What is required. Search the entries below. Return every line that has "Result" in it.

Exercise data.
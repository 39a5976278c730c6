//! Store user entity.

use serde::{Deserialize, Serialize};

use super::UserId;

/// A registered user.
///
/// `password` is accepted on input but never serialized. Once persisted it
/// holds an Argon2 PHC string, not the plaintext.
#[derive(Debug, Clone, Default, PartialEq, Eq, Serialize, Deserialize)]
#[cfg_attr(feature = "postgres", derive(sqlx::FromRow))]
#[serde(default, rename_all = "camelCase")]
pub struct User {
    pub id: UserId,
    pub username: String,
    pub first_name: String,
    pub last_name: String,
    pub email: String,
    #[serde(skip_serializing)]
    pub password: String,
    pub phone: String,
    pub user_status: i32,
}

#[cfg(test)]
mod tests {
    use super::*;

    #[test]
    fn test_password_is_read_but_never_written() {
        let user: User = serde_json::from_str(
            r#"{"username":"johndoe","firstName":"John","password":"secret123","userStatus":1}"#,
        )
        .unwrap();
        assert_eq!(user.password, "secret123");
        assert_eq!(user.first_name, "John");
        assert_eq!(user.user_status, 1);

        let value = serde_json::to_value(&user).unwrap();
        assert!(value.get("password").is_none());
        assert_eq!(value["username"], "johndoe");
        assert_eq!(value["lastName"], "");
    }
}
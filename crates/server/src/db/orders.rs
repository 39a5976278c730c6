//! Order repository for database operations.

use std::collections::BTreeMap;

use async_trait::async_trait;
use sqlx::PgPool;

use petstore_core::{ORDER_STATUS_DELIVERED, Order, OrderId};

use super::RepositoryError;

/// Message carried by the conflict raised when deleting a delivered order.
pub const DELIVERED_ORDER_CONFLICT: &str = "cannot delete a delivered order";

/// Storage capability for orders.
#[async_trait]
pub trait OrderRepository: Send + Sync {
    /// Insert an order; the returned order carries the store-assigned id.
    async fn create(&self, order: &Order) -> Result<Order, RepositoryError>;

    async fn find_by_id(&self, id: OrderId) -> Result<Order, RepositoryError>;

    /// Delete an order unless it has been delivered.
    ///
    /// The status check and the delete happen atomically. Returns
    /// `RepositoryError::Conflict` for a delivered order and
    /// `RepositoryError::NotFound` if the id is unknown.
    async fn delete(&self, id: OrderId) -> Result<(), RepositoryError>;

    /// Order counts grouped by status. Statuses with no orders are absent.
    async fn inventory(&self) -> Result<BTreeMap<String, i64>, RepositoryError>;
}

/// `PostgreSQL` order repository.
#[derive(Clone)]
pub struct PgOrderRepository {
    pool: PgPool,
}

impl PgOrderRepository {
    #[must_use]
    pub const fn new(pool: PgPool) -> Self {
        Self { pool }
    }
}

#[async_trait]
impl OrderRepository for PgOrderRepository {
    async fn create(&self, order: &Order) -> Result<Order, RepositoryError> {
        let id: OrderId = sqlx::query_scalar(
            r"
            INSERT INTO orders (pet_id, quantity, ship_date, status, complete)
            VALUES ($1, $2, $3, $4, $5)
            RETURNING id
            ",
        )
        .bind(order.pet_id)
        .bind(order.quantity)
        .bind(order.ship_date)
        .bind(&order.status)
        .bind(order.complete)
        .fetch_one(&self.pool)
        .await?;

        Ok(Order {
            id,
            ..order.clone()
        })
    }

    async fn find_by_id(&self, id: OrderId) -> Result<Order, RepositoryError> {
        sqlx::query_as::<_, Order>(
            r"
            SELECT id, pet_id, quantity, ship_date, status, complete
            FROM orders
            WHERE id = $1
            ",
        )
        .bind(id)
        .fetch_optional(&self.pool)
        .await?
        .ok_or(RepositoryError::NotFound)
    }

    async fn delete(&self, id: OrderId) -> Result<(), RepositoryError> {
        let mut tx = self.pool.begin().await?;

        let status: Option<String> =
            sqlx::query_scalar("SELECT status FROM orders WHERE id = $1 FOR UPDATE")
                .bind(id)
                .fetch_optional(&mut *tx)
                .await?;

        match status.as_deref() {
            None => return Err(RepositoryError::NotFound),
            Some(ORDER_STATUS_DELIVERED) => {
                return Err(RepositoryError::Conflict(DELIVERED_ORDER_CONFLICT.to_owned()));
            }
            Some(_) => {}
        }

        sqlx::query("DELETE FROM orders WHERE id = $1")
            .bind(id)
            .execute(&mut *tx)
            .await?;

        tx.commit().await?;
        Ok(())
    }

    async fn inventory(&self) -> Result<BTreeMap<String, i64>, RepositoryError> {
        let rows: Vec<(String, i64)> =
            sqlx::query_as("SELECT status, COUNT(*) FROM orders GROUP BY status")
                .fetch_all(&self.pool)
                .await?;

        Ok(rows.into_iter().collect())
    }
}
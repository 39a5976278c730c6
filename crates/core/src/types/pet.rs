//! Pet entity and its nested parts.

use serde::{Deserialize, Serialize};

use super::{PetId, PetStatus};

/// Category a pet belongs to.
#[derive(Debug, Clone, Default, PartialEq, Eq, Serialize, Deserialize)]
#[serde(default)]
pub struct Category {
    pub id: i64,
    pub name: String,
}

/// Free-form label attached to a pet.
#[derive(Debug, Clone, Default, PartialEq, Eq, Serialize, Deserialize)]
#[serde(default)]
pub struct Tag {
    pub id: i64,
    pub name: String,
}

/// A pet in the store (wire shape).
///
/// `category`, `photo_urls` and `tags` are nested on the wire and stored as
/// encoded text columns; see the server's persistence mapper.
#[derive(Debug, Clone, PartialEq, Eq, Serialize, Deserialize)]
#[serde(rename_all = "camelCase")]
pub struct Pet {
    #[serde(default)]
    pub id: PetId,
    #[serde(default)]
    pub category: Category,
    #[serde(default)]
    pub name: String,
    #[serde(default)]
    pub photo_urls: Vec<String>,
    #[serde(default)]
    pub tags: Vec<Tag>,
    pub status: PetStatus,
}

impl Pet {
    /// Whether any of the pet's tag names equals one of `names` exactly.
    #[must_use]
    pub fn has_any_tag(&self, names: &[String]) -> bool {
        self.tags
            .iter()
            .any(|tag| names.iter().any(|name| *name == tag.name))
    }
}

Completed exercise.
    async fn create(&self, order: &Order) -> Result<Order, RepositoryError>;
    async fn find_by_id(&self, id: OrderId) -> Result<Order, RepositoryError>;
    async fn delete(&self, id: OrderId) -> Result<(), RepositoryError>;
    async fn inventory(&self) -> Result<BTreeMap<String, i64>, RepositoryError>;
    async fn create(&self, order: &Order) -> Result<Order, RepositoryError> {
    async fn find_by_id(&self, id: OrderId) -> Result<Order, RepositoryError> {
    async fn delete(&self, id: OrderId) -> Result<(), RepositoryError> {
    async fn inventory(&self) -> Result<BTreeMap<String, i64>, RepositoryError> {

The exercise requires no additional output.